The ending of The Hobbit: Desolation of Smaug came as something of a surprise, since prior to the film's release it was generally assumed that the middle chapter of Peter Jackson's trilogy would wrap up the battle with Smaug and leave the final film free to cover the squabble over the dragon's gold. With a running time of around two and a half hours, though, The Hobbit: The Battle of the Five Armies will probably find time to cover both plot threads.

Epic battles were a major feature of Jackson's Lord of the Rings trilogy, so it was always safe to assume that The Battle of the Five Armies wouldn't mimic J.R.R. Tolkien's book by having the actual battle happen almost entirely off screen. Speaking in an interview with Yahoo, however, Jackson estimated that the battle will only take up about 20-25 minutes of the running time, and that there'll be more to it than just a bunch of action shots.

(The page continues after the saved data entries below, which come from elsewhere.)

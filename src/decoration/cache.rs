//! Identifier-keyed icon cache shared by the whole tree.

use crate::namespace::{AbsoluteId, IconToken};
use lru::LruCache;
use std::num::NonZeroUsize;

/// LRU-bounded map from identifiers to resolved icons.
pub struct IconCache {
    entries: LruCache<AbsoluteId, IconToken>,
}

impl IconCache {
    /// Create a cache holding at most `capacity` icons (at least one).
    pub fn new(capacity: usize) -> Self {
        let capacity = NonZeroUsize::new(capacity).unwrap_or(NonZeroUsize::MIN);
        Self {
            entries: LruCache::new(capacity),
        }
    }

    /// Look up an icon, marking it as recently used.
    pub fn get(&mut self, id: &AbsoluteId) -> Option<IconToken> {
        self.entries.get(id).copied()
    }

    /// Store an icon, evicting the least recently used entry when full.
    pub fn put(&mut self, id: AbsoluteId, icon: IconToken) {
        self.entries.put(id, icon);
    }

    /// Forget one identifier.
    pub fn remove(&mut self, id: &AbsoluteId) -> Option<IconToken> {
        self.entries.pop(id)
    }

    /// Forget everything.
    pub fn clear(&mut self) {
        self.entries.clear();
    }

    /// Number of cached icons.
    pub fn len(&self) -> usize {
        self.entries.len()
    }

    /// Whether the cache is empty.
    pub fn is_empty(&self) -> bool {
        self.entries.is_empty()
    }
}

#[cfg(test)]
mod tests {
    use super::*;

    #[test]
    fn test_evicts_least_recently_used() {
        let mut cache = IconCache::new(2);
        let a = AbsoluteId::new("/").join("a");
        let b = AbsoluteId::new("/").join("b");
        let c = AbsoluteId::new("/").join("c");

        cache.put(a.clone(), IconToken(1));
        cache.put(b.clone(), IconToken(2));
        assert_eq!(cache.get(&a), Some(IconToken(1)));

        cache.put(c.clone(), IconToken(3));
        assert_eq!(cache.get(&b), None);
        assert_eq!(cache.len(), 2);

        assert_eq!(cache.remove(&a), Some(IconToken(1)));
        cache.clear();
        assert!(cache.is_empty());
    }

    #[test]
    fn test_zero_capacity_is_clamped() {
        let mut cache = IconCache::new(0);
        cache.put(AbsoluteId::new("/"), IconToken(1));
        assert_eq!(cache.len(), 1);
    }
}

"One of the things we did with the Battle of the Five Armies in particular, and in designing the script and the narrative, is that we made sure that the story that we're telling in this third movie, that the story is continuing through the battle. So in other words, you don't get the story to a point where everyone's suddenly, 'Oh, stop, we're going to launch into a huge battle now,' and then the battle's over and you do a denouement in the end... We kind of pushed the story where the battle kind of interrupts the story, it gets in the way of the story, but the story kind of punches its way through the battle."

For a sneak peek at the battle (and the various armies), check out these new images and posters for The Hobbit: The Battle of the Five Armies, courtesy of Empire.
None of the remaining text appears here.